// Application state: the draft engine plus the view state the TUI renders.
//
// Key presses become `UserCommand`s; `App::handle` applies them to the
// engine and records a status line for the user.

use tracing::{info, warn};

use warroom_core::draft::{ByeConflict, DraftEngine, DraftOutcome, NotDraftedReason};
use warroom_core::player::PlayerId;

use crate::tui::ViewState;

/// Actions the user can trigger from the keyboard.
#[derive(Debug, Clone, Copy, PartialEq, Eq)]
pub enum UserCommand {
    /// Draft the given player onto the roster.
    Draft(PlayerId),
    Quit,
}

pub struct App {
    pub engine: DraftEngine,
    pub view: ViewState,
    pub should_quit: bool,
}

impl App {
    pub fn new(engine: DraftEngine) -> Self {
        App {
            engine,
            view: ViewState::default(),
            should_quit: false,
        }
    }

    /// Apply a command. Rejected drafts only produce a status message.
    pub fn handle(&mut self, command: UserCommand) {
        match command {
            UserCommand::Draft(id) => self.draft(id),
            UserCommand::Quit => {
                info!("Quit command received");
                self.should_quit = true;
            }
        }
    }

    fn draft(&mut self, id: PlayerId) {
        let message = match self.engine.draft_player(id) {
            DraftOutcome::Drafted => self.drafted_message(id),
            DraftOutcome::NotDrafted(NotDraftedReason::AlreadyDrafted) => {
                let name = self
                    .engine
                    .player(id)
                    .map(|p| p.name.clone())
                    .unwrap_or_else(|_| id.to_string());
                format!("{} is already on your roster", name)
            }
            DraftOutcome::NotDrafted(NotDraftedReason::UnknownPlayer) => {
                warn!("Draft requested for unknown player id {}", id);
                format!("No player with id {}", id)
            }
        };
        self.view.status_message = Some(message);
        self.view.clamp_selection(self.engine.available_ids().len());
    }

    fn drafted_message(&self, id: PlayerId) -> String {
        let Ok(player) = self.engine.player(id) else {
            return format!("Drafted player {}", id);
        };
        let mut message = format!(
            "Drafted {} ({} {}) with pick {}",
            player.name,
            player.position,
            player.team,
            self.engine.pick_count()
        );
        if let Some(week) = player.bye_week {
            let count = self.engine.bye_week_count(week);
            if let Some(level) = ByeConflict::from_count(count) {
                message.push_str(&format!(
                    " -- bye week {} {}: {} players",
                    week,
                    level.label(),
                    count
                ));
            }
        }
        message
    }
}

// ---------------------------------------------------------------------------
// Tests
// ---------------------------------------------------------------------------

## Assignment
Looking at the records above, count the lines with the word "UserCommand" in them; reply with the number only.

## Response
5